Documents seen by Climate Home News describe a chaotic work environment at the secretariat, widespread staff illness and resignations and allegations that Pașca Palmer discriminated against African staff members on the basis of their race.
They also show she had fallen into conflict with the bureau that represents national governments that have signed the convention. This culminated in a top Egyptian official and former executive secretary accusing her of improperly intervening in deliberations over the renewal of her contract.
Pașca Palmer declined to be interviewed for this article or respond to the allegations, repeating that she was taking time off to be with family and recover from health problems.

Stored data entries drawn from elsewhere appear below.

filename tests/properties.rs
//! Property-based tests over randomly generated small well-formed graphs.
//!
//! Scenario tests (S1-S6) live next to the code they exercise, as
//! `#[cfg(test)]` units in `src/pass/verify.rs` and
//! `src/pass/output_assign_inline.rs`. This suite covers the
//! universal/round-trip/idempotence laws, which need many random graphs to
//! mean anything.

use grh::diagnostic::{Diagnostics, Level};
use grh::ir::Netlist;
use grh::load;
use grh::pass::output_assign_inline::OutputAssignInlinePass;
use grh::pass::verify::{VerifierPass, VerifyOptions};
use grh::pass::Pass;
use grh::schema::OperationKind;

use proptest::prelude::*;

/// Builds the JSON text for a graph with `n` independent two-input adders:
/// `sI = aI + bI` for `I` in `0..n`, each `aI`/`bI` an input port and each
/// `sI` an output port.
fn adder_chain_json(n: u32, width: u32) -> String {
    let mut vals = Vec::new();
    let mut ports_in = Vec::new();
    let mut ports_out = Vec::new();
    let mut ops = Vec::new();

    for i in 0..n {
        vals.push(format!(r#"{{"sym":"a{i}","w":{width},"sgn":false,"in":true,"out":false}}"#));
        vals.push(format!(r#"{{"sym":"b{i}","w":{width},"sgn":false,"in":true,"out":false}}"#));
        vals.push(format!(r#"{{"sym":"s{i}","w":{width},"sgn":false,"in":false,"out":true}}"#));
        ports_in.push(format!(r#"{{"name":"a{i}","val":"a{i}"}}"#));
        ports_in.push(format!(r#"{{"name":"b{i}","val":"b{i}"}}"#));
        ports_out.push(format!(r#"{{"name":"s{i}","val":"s{i}"}}"#));
        ops.push(format!(r#"{{"kind":"add","sym":"add{i}","in":["a{i}","b{i}"],"out":["s{i}"]}}"#));
    }

    format!(
        r#"{{"graphs":[{{"symbol":"g","vals":[{}],"ports":{{"in":[{}],"out":[{}]}},"ops":[{}]}}]}}"#,
        vals.join(","),
        ports_in.join(","),
        ports_out.join(","),
        ops.join(","),
    )
}

/// Builds a graph programmatically (not via JSON) with `n` chained `Not`
/// operations: `in -> t0 -> t1 -> ... -> out`.
fn not_chain_netlist(n: u32) -> Netlist {
    let mut netlist = Netlist::new();
    let g = netlist.create_graph("g");

    let in_sym = g.intern_symbol("in");
    let mut prev = g.create_value(in_sym, 1, false);
    g.bind_input_port(in_sym, prev);

    for i in 0..n {
        let is_last = i == n - 1;
        let name = if is_last { "out".to_owned() } else { format!("t{i}") };
        let sym = g.intern_symbol(name);
        let value = g.create_value(sym, 1, false);
        if is_last {
            g.bind_output_port(sym, value);
        }
        let op_sym = g.intern_symbol(format!("not{i}"));
        let op = g.create_operation(OperationKind::Not, op_sym);
        g.add_operand(op, prev);
        g.add_result(op, value);
        prev = value;
    }

    netlist
}

/// Builds a graph with `fires` pass-through assign-to-output patterns (one
/// producer, one consuming `Assign` writing an otherwise-unused output) plus
/// `blocked` patterns where the producer also feeds a second output assign,
/// which should never be inlined.
fn assign_inline_netlist(fires: u32, blocked: u32) -> Netlist {
    let mut netlist = Netlist::new();
    let g = netlist.create_graph("g");

    for i in 0..fires {
        let in_sym = g.intern_symbol(format!("fire_in{i}"));
        let tmp_sym = g.intern_symbol(format!("fire_tmp{i}"));
        let out_sym = g.intern_symbol(format!("fire_out{i}"));
        let vin = g.create_value(in_sym, 1, false);
        let vtmp = g.create_value(tmp_sym, 1, false);
        let vout = g.create_value(out_sym, 1, false);
        g.bind_input_port(in_sym, vin);
        g.bind_output_port(out_sym, vout);

        let not_op = g.create_operation(OperationKind::Not, g.intern_symbol(format!("fire_not{i}")));
        g.add_operand(not_op, vin);
        g.add_result(not_op, vtmp);

        let assign_op = g.create_operation(OperationKind::Assign, g.intern_symbol(format!("fire_assign{i}")));
        g.add_operand(assign_op, vtmp);
        g.add_result(assign_op, vout);
    }

    for i in 0..blocked {
        let in_sym = g.intern_symbol(format!("block_in{i}"));
        let tmp_sym = g.intern_symbol(format!("block_tmp{i}"));
        let out0_sym = g.intern_symbol(format!("block_out0_{i}"));
        let out1_sym = g.intern_symbol(format!("block_out1_{i}"));
        let vin = g.create_value(in_sym, 1, false);
        let vtmp = g.create_value(tmp_sym, 1, false);
        let vout0 = g.create_value(out0_sym, 1, false);
        let vout1 = g.create_value(out1_sym, 1, false);
        g.bind_input_port(in_sym, vin);
        g.bind_output_port(out0_sym, vout0);
        g.bind_output_port(out1_sym, vout1);

        let not_op = g.create_operation(OperationKind::Not, g.intern_symbol(format!("block_not{i}")));
        g.add_operand(not_op, vin);
        g.add_result(not_op, vtmp);

        let assign0 = g.create_operation(OperationKind::Assign, g.intern_symbol(format!("block_assign0_{i}")));
        g.add_operand(assign0, vtmp);
        g.add_result(assign0, vout0);

        let assign1 = g.create_operation(OperationKind::Assign, g.intern_symbol(format!("block_assign1_{i}")));
        g.add_operand(assign1, vtmp);
        g.add_result(assign1, vout1);
    }

    netlist
}

proptest! {
    /// Law 7: every JSON document the importer accepts, once verified with
    /// auto-fix on, yields `failed = false` and no repair diagnostics — a
    /// well-formed import round-trips clean.
    #[test]
    fn imported_well_formed_graphs_verify_clean(n in 1u32..6, width in 1u32..9) {
        let json = adder_chain_json(n, width);
        let mut netlist = load::from_json_str(&json).expect("generated JSON must be accepted");

        let mut diags = Diagnostics::new();
        let result = VerifierPass::new().run(&mut netlist, &mut diags);

        prop_assert!(!result.failed);
        prop_assert!(!diags.has_error());
        prop_assert!(diags.entries().iter().all(|d| !d.message.contains("rebuilt")));
    }

    /// Law 8 + universal invariants 1-6: a graph built directly through the
    /// programmatic API is left observably unchanged by verification.
    #[test]
    fn programmatically_built_graphs_verify_without_changes(n in 1u32..8) {
        let mut netlist = not_chain_netlist(n);
        let mut diags = Diagnostics::new();
        let result = VerifierPass::new().run(&mut netlist, &mut diags);

        prop_assert!(!result.failed);
        prop_assert!(!result.changed);
        prop_assert!(diags.is_empty());
    }

    /// Law 9: running the verifier twice reports no repairs on the second
    /// pass.
    #[test]
    fn verifier_is_idempotent(n in 1u32..8) {
        let mut netlist = not_chain_netlist(n);
        let mut first_diags = Diagnostics::new();
        VerifierPass::new().run(&mut netlist, &mut first_diags);

        let mut second_diags = Diagnostics::new();
        let second = VerifierPass::new().run(&mut netlist, &mut second_diags);

        prop_assert!(!second.changed);
        prop_assert!(second_diags.entries().iter().all(|d| d.level != Level::Info));
    }

    /// Law 10: running the output-assign inline pass twice reports no change
    /// on the second pass, whether or not the first pass found work to do.
    #[test]
    fn output_assign_inline_is_idempotent(fires in 0u32..4, blocked in 0u32..4) {
        prop_assume!(fires + blocked > 0);
        let mut netlist = assign_inline_netlist(fires, blocked);
        let mut diags = Diagnostics::new();
        OutputAssignInlinePass::new().run(&mut netlist, &mut diags);

        let mut diags2 = Diagnostics::new();
        let second = OutputAssignInlinePass::new().run(&mut netlist, &mut diags2);
        prop_assert!(!second.changed);

        let mut verify_diags = Diagnostics::new();
        let verify_result = VerifierPass::new().run(&mut netlist, &mut verify_diags);
        prop_assert!(!verify_result.failed);
    }
}

#[test]
fn verify_options_default_matches_documented_defaults() {
    let opts = VerifyOptions::default();
    assert!(opts.auto_fix_pointers);
    assert!(opts.stop_on_error);
}

#[test]
fn malformed_json_is_rejected_with_a_schema_error_path() {
    let json = r#"{"graphs": [{"symbol": "g", "vals": [], "ports": {"in": [{"name": "a", "val": "ghost"}]}}]}"#;
    let err = load::from_json_str(json).unwrap_err();
    match err {
        load::ImportError::Schema { path, .. } => assert!(path.contains("val")),
        load::ImportError::Syntax(_) => panic!("expected a schema error, not a syntax error"),
    }
}
pub mod search_service_trait;
pub mod transaction_service_trait;
pub mod search_service;
pub mod transaction_service;
pub use std::collections::BTreeMap;
pub use std::fmt::Display;
pub use std::sync::Arc;

pub use tokio::time::Duration;

pub use log::{debug, error, info, warn};

pub use flexi_logger::{
    Age, Cleanup, Criterion, DeferredNow, Duplicate, FileSpec, Logger, LoggerHandle, Naming,
    Record,
};

pub use serde::de::DeserializeOwned;
pub use serde::{Deserialize, Serialize};
pub use serde_json::{json, Value};

pub use elasticsearch::http::response::Response;
pub use elasticsearch::auth::Credentials as EsCredentials;
pub use elasticsearch::http::transport::{
    MultiNodeConnectionPool, Transport as EsTransport, TransportBuilder,
};
pub use elasticsearch::http::{StatusCode, Url};
pub use elasticsearch::{Elasticsearch, SearchParts};

pub use reqwest::Client;

pub use futures::stream::{FuturesUnordered, StreamExt};

pub use chrono::{DateTime, NaiveDate, TimeZone, Utc};

pub use anyhow::{anyhow, Context, Result};

pub use getset::Getters;
pub use derive_new::new;

pub use once_cell::sync::Lazy as once_lazy;

pub use async_trait::async_trait;
pub use dotenv::dotenv;
use crate::common::*;

use crate::model::summary::{bank_summary::*, latency_summary::*};

#[async_trait]
pub trait TransactionService {
    async fn get_total(&self, bank_id: &str) -> anyhow::Result<u64>;
    async fn get_count(&self, bank_id: &str) -> anyhow::Result<CountSummary>;
    async fn get_transfer_count(&self, bank_id: &str) -> anyhow::Result<TransferSummary>;
    async fn get_between_banks(&self, bank_id1: &str, bank_id2: &str) -> anyhow::Result<u64>;
    async fn get_count_by_date(
        &self,
        bank_id: &str,
        start_date: &str,
        end_date: &str,
    ) -> anyhow::Result<CountSummary>;
    async fn get_exceptions(&self, bank_id: &str) -> anyhow::Result<ExceptionSummary>;
    async fn get_slowest(&self) -> anyhow::Result<SlowTransactionSummary>;
    async fn get_percentiles(&self) -> anyhow::Result<Vec<OperationPercentiles>>;
}
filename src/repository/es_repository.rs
use crate::common::*;

use crate::model::configs::{config::get_elastic_config_info, elastic_config::*};
use crate::model::elastic_dto::backend_error::*;

use crate::traits::repository::es_repository_trait::*;

#[derive(Debug, Getters, Clone)]
#[getset(get = "pub")]
pub struct EsRepositoryImpl {
    es_client: Elasticsearch,
    hosts: Vec<String>,
    es_id: Option<String>,
    es_pw: Option<String>,
}

impl EsRepositoryImpl {
    #[doc = "Elasticsearch connection 생성자"]
    /// # Arguments
    /// * `hosts`       - Elasticsearch host 주소 벡터 (`host:port`)
    /// * `es_id`       - Elasticsearch 계정정보 - 아이디 (empty means no auth)
    /// * `es_pw`       - Elasticsearch 계정정보 - 비밀번호
    /// * `timeout_sec` - transport timeout
    ///
    /// # Returns
    /// * Result<Self, anyhow::Error>
    pub fn new(
        hosts: Vec<String>,
        es_id: &str,
        es_pw: &str,
        timeout_sec: u64,
    ) -> Result<Self, anyhow::Error> {
        let es_id_opt: Option<String> = (!es_id.is_empty()).then(|| es_id.to_string());
        let es_pw_opt: Option<String> = (!es_pw.is_empty()).then(|| es_pw.to_string());

        let es_client: Elasticsearch = Self::create_es_conn_pool(
            &hosts,
            es_id_opt.as_deref(),
            es_pw_opt.as_deref(),
            timeout_sec,
        )
        .map_err(|e| anyhow!("[EsRepositoryImpl::new] {:?}", e))?;

        Ok(Self {
            es_client,
            hosts,
            es_id: es_id_opt,
            es_pw: es_pw_opt,
        })
    }

    #[doc = "Function that creates an Elasticsearch connection pool."]
    fn create_es_conn_pool(
        hosts: &[String],
        es_id_opt: Option<&str>,
        es_pw_opt: Option<&str>,
        timeout_sec: u64,
    ) -> anyhow::Result<Elasticsearch> {
        let cluster_urls: Vec<Url> = hosts
            .iter()
            .map(|host| Url::parse(&format!("http://{}", host)))
            .collect::<Result<_, _>>()
            .map_err(|e| anyhow!("[EsRepositoryImpl::create_es_conn_pool][cluster_urls] {:?}", e))?;

        if cluster_urls.is_empty() {
            return Err(anyhow!(
                "[EsRepositoryImpl::create_es_conn_pool] at least one host is required"
            ));
        }

        let conn_pool: MultiNodeConnectionPool =
            MultiNodeConnectionPool::round_robin(cluster_urls, None);

        let mut builder: TransportBuilder =
            TransportBuilder::new(conn_pool).timeout(Duration::from_secs(timeout_sec));

        if let (Some(id), Some(pw)) = (es_id_opt, es_pw_opt) {
            builder = builder.auth(EsCredentials::Basic(id.to_string(), pw.to_string()));
        }

        let transport: EsTransport = builder
            .build()
            .map_err(|e| anyhow!("[EsRepositoryImpl::create_es_conn_pool] {:?}", e))?;

        Ok(Elasticsearch::new(transport))
    }

    #[doc = "Helper function to check the connection status of a single node."]
    /// # Arguments
    /// * `url` - Host address to check
    ///
    /// # Returns
    /// * bool - connection success status
    async fn check_single_node_connection(url: Url) -> bool {
        match Client::builder().timeout(Duration::from_secs(5)).build() {
            Ok(client) => match client.get(url).send().await {
                Ok(response) => response.status().is_success(),
                Err(_) => false,
            },
            Err(_) => false,
        }
    }

    #[doc = "Function that create elasticsearch url"]
    fn build_es_url(host: &str, es_id: Option<&str>, es_pw: Option<&str>) -> anyhow::Result<Url> {
        let url: String = match (es_id, es_pw) {
            (Some(id), Some(pw)) => {
                format!("http://{}:{}@{}", id, pw, host)
            }
            _ => {
                format!("http://{}", host)
            }
        };

        Url::parse(&url).map_err(|e| anyhow!("[build_es_url] invalid url: {}", e))
    }
}

#[async_trait]
impl EsRepository for EsRepositoryImpl {
    #[doc = "특정 인덱스에 search 쿼리를 실행하고 응답 본문을 그대로 반환해주는 함수"]
    /// # Arguments
    /// * `es_query`   - Elasticsearch 쿼리
    /// * `index_name` - 인덱스 이름
    ///
    /// # Returns
    /// * Result<String, anyhow::Error> - raw JSON response, or the backend error envelope
    async fn get_search_raw(&self, es_query: &Value, index_name: &str) -> anyhow::Result<String> {
        let response: Response = self
            .es_client
            .search(SearchParts::Index(&[index_name]))
            .body(es_query)
            .send()
            .await?;

        let status_code: StatusCode = response.status_code();
        let response_body: String = response.text().await?;

        if status_code.is_success() {
            Ok(response_body)
        } else {
            Err(convert_backend_error(&status_code.to_string(), &response_body))
        }
    }

    #[doc = "Elasticsearch 각 노드들이 현재 문제 없이 통신이 되는지 체크해주는 함수."]
    /// # Returns
    /// * Vec<(String, bool)> - 각 호스트별 연결 상태
    async fn get_node_conn_check(&self) -> Vec<(String, bool)> {
        let mut futures = FuturesUnordered::new();

        let es_id: Option<&str> = self.es_id.as_deref();
        let es_pw: Option<&str> = self.es_pw.as_deref();

        for host in self.hosts() {
            let host: String = host.clone();

            let url_result: Result<Url, anyhow::Error> = Self::build_es_url(&host, es_id, es_pw);

            futures.push(async move {
                match url_result {
                    Ok(es_cluster_url) => {
                        let is_connected: bool =
                            Self::check_single_node_connection(es_cluster_url).await;
                        (host, is_connected)
                    }
                    Err(e) => {
                        warn!(
                            "[EsRepositoryImpl::get_node_conn_check] invalid url for host {}: {:?}",
                            host, e
                        );
                        (host, false)
                    }
                }
            });
        }

        let mut results: Vec<(String, bool)> = Vec::new();

        while let Some(result) = futures.next().await {
            results.push(result);
        }

        results
    }
}

#[doc = "Function that initializes the Elasticsearch client holding the span indices"]
/// # Returns
/// * Result<EsRepositoryImpl, anyhow::Error>
pub fn initialize_db_client() -> anyhow::Result<EsRepositoryImpl> {
    let elastic_config: Arc<ElasticConfig> = get_elastic_config_info();

    EsRepositoryImpl::new(
        elastic_config.hosts().clone(),
        elastic_config.es_id(),
        elastic_config.es_pw(),
        *elastic_config.timeout_sec(),
    )
}
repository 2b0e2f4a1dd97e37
pub mod env_config;
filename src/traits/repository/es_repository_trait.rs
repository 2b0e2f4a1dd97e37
use crate::common::*;

#[async_trait]
pub trait EsRepository {
    async fn get_search_raw(&self, es_query: &Value, index_name: &str) -> anyhow::Result<String>;
    async fn get_node_conn_check(&self) -> Vec<(String, bool)>;
}
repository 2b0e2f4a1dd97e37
use crate::common::*;

use axum::{
    extract::{rejection::QueryRejection, Path, Query, State},
    routing::get,
    Json, Router,
};

use crate::enums::api_error::*;

use crate::model::summary::{bank_summary::*, latency_summary::*};

use crate::traits::service::transaction_service_trait::*;

#[derive(Debug, Deserialize)]
pub struct DateRangeParams {
    pub start: Option<String>,
    pub end: Option<String>,
}

#[doc = "Rejects the request when any of the named parameters is empty."]
/// # Arguments
/// * `params`  - parameter values in request order
/// * `message` - error text returned to the client
///
/// # Returns
/// * Result<(), ApiError>
fn require_params(params: &[&str], message: &str) -> Result<(), ApiError> {
    if params.iter().any(|param| param.is_empty()) {
        return Err(ApiError::BadRequest(message.to_string()));
    }

    Ok(())
}

#[derive(new)]
pub struct MainController<T: TransactionService> {
    transaction_service: Arc<T>,
}

impl<T> MainController<T>
where
    T: TransactionService + Send + Sync + 'static,
{
    #[doc = "HTTP routes of the analytics API, sharing this controller as state."]
    pub fn router(self) -> Router {
        Router::new()
            .route("/bank/:bank_id/transactions/total", get(Self::get_total))
            .route("/bank/:bank_id/transactions/count", get(Self::get_count))
            .route(
                "/bank/:bank_id/transactions/count/transfer",
                get(Self::get_transfer_count),
            )
            .route(
                "/transactions/from/:bank_id1/to/:bank_id2",
                get(Self::get_transactions_between_banks),
            )
            .route(
                "/bank/:bank_id/transactions/date/count",
                get(Self::get_transactions_by_date),
            )
            .route(
                "/bank/:bank_id/transactions/exception",
                get(Self::get_exception),
            )
            .route("/transactions/slowest", get(Self::get_slowest_transactions))
            .route(
                "/transactions/percentiles",
                get(Self::get_percentiles_transactions),
            )
            .with_state(Arc::new(self))
    }

    async fn get_total(
        State(controller): State<Arc<Self>>,
        Path(bank_id): Path<String>,
    ) -> Result<Json<u64>, ApiError> {
        let total: u64 = controller
            .transaction_service
            .get_total(&bank_id)
            .await
            .map_err(|e| ApiError::backend("get_total", e))?;

        Ok(Json(total))
    }

    async fn get_count(
        State(controller): State<Arc<Self>>,
        Path(bank_id): Path<String>,
    ) -> Result<Json<CountSummary>, ApiError> {
        let count_data: CountSummary = controller
            .transaction_service
            .get_count(&bank_id)
            .await
            .map_err(|e| ApiError::backend("get_count", e))?;

        Ok(Json(count_data))
    }

    async fn get_transfer_count(
        State(controller): State<Arc<Self>>,
        Path(bank_id): Path<String>,
    ) -> Result<Json<TransferSummary>, ApiError> {
        let transfer_data: TransferSummary = controller
            .transaction_service
            .get_transfer_count(&bank_id)
            .await
            .map_err(|e| ApiError::backend("get_transfer_count", e))?;

        Ok(Json(transfer_data))
    }

    async fn get_transactions_between_banks(
        State(controller): State<Arc<Self>>,
        Path((bank_id1, bank_id2)): Path<(String, String)>,
    ) -> Result<Json<BetweenBanksSummary>, ApiError> {
        require_params(
            &[bank_id1.as_str(), bank_id2.as_str()],
            "Both bankID1 and bankID2 are required in the URL path",
        )?;

        let count: u64 = controller
            .transaction_service
            .get_between_banks(&bank_id1, &bank_id2)
            .await
            .map_err(|e| ApiError::backend_masked("get_transactions_between_banks", e))?;

        Ok(Json(BetweenBanksSummary::new(count, bank_id1, bank_id2)))
    }

    async fn get_transactions_by_date(
        State(controller): State<Arc<Self>>,
        Path(bank_id): Path<String>,
        query: Result<Query<DateRangeParams>, QueryRejection>,
    ) -> Result<Json<DateCountSummary>, ApiError> {
        let Query(params) = query?;
        let start_date: String = params.start.unwrap_or_default();
        let end_date: String = params.end.unwrap_or_default();

        require_params(
            &[bank_id.as_str(), start_date.as_str(), end_date.as_str()],
            "BankID, start date, and end date are required",
        )?;

        let count_data: CountSummary = controller
            .transaction_service
            .get_count_by_date(&bank_id, &start_date, &end_date)
            .await
            .map_err(|e| ApiError::backend_masked("get_transactions_by_date", e))?;

        Ok(Json(DateCountSummary::new(
            count_data, bank_id, start_date, end_date,
        )))
    }

    async fn get_exception(
        State(controller): State<Arc<Self>>,
        Path(bank_id): Path<String>,
    ) -> Result<Json<ExceptionSummary>, ApiError> {
        let exception_data: ExceptionSummary = controller
            .transaction_service
            .get_exceptions(&bank_id)
            .await
            .map_err(|e| ApiError::backend("get_exception", e))?;

        Ok(Json(exception_data))
    }

    async fn get_slowest_transactions(
        State(controller): State<Arc<Self>>,
    ) -> Result<Json<SlowTransactionSummary>, ApiError> {
        let slowest: SlowTransactionSummary = controller
            .transaction_service
            .get_slowest()
            .await
            .map_err(|e| ApiError::backend("get_slowest_transactions", e))?;

        Ok(Json(slowest))
    }

    async fn get_percentiles_transactions(
        State(controller): State<Arc<Self>>,
    ) -> Result<Json<Vec<OperationPercentiles>>, ApiError> {
        let percentiles: Vec<OperationPercentiles> = controller
            .transaction_service
            .get_percentiles()
            .await
            .map_err(|e| ApiError::backend("get_percentiles_transactions", e))?;

        Ok(Json(percentiles))
    }
}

The upheaval at the secretariat comes at a critical moment. Scientists warn more than one million species face extinction, many within decades. At the CBD’s 15th major conference (Cop15) in October 2020, countries will try to agree new targets and processes for the protection of biodiversity over the next ten years.
These will replace the 2011-2020 goals, brokered in Aichi, Japan, which have almost universally failed to draw a response from governments. Observers are calling it the “last chance” to avert total breakdown of the natural world. It is also hoped the 2020 meeting will bolster the use of nature’s own solutions to slow the rate of global warming.
The role of the secretariat and the executive secretary is vital in assisting national governments to find agreements during complex negotiations.
UN executive secretaries often become global spokespeople for their remit. This was an element of Pașca Palmer’s job in which observers say she was highly effective, raising the profile of the convention through media interviews and meetings with political leaders around the world.
In her resignation announcement to staff, she said “biodiversity and nature are increasingly regaining their central role as a critical emergency”, noting “growing and unprecedented support from many heads of state and governments”.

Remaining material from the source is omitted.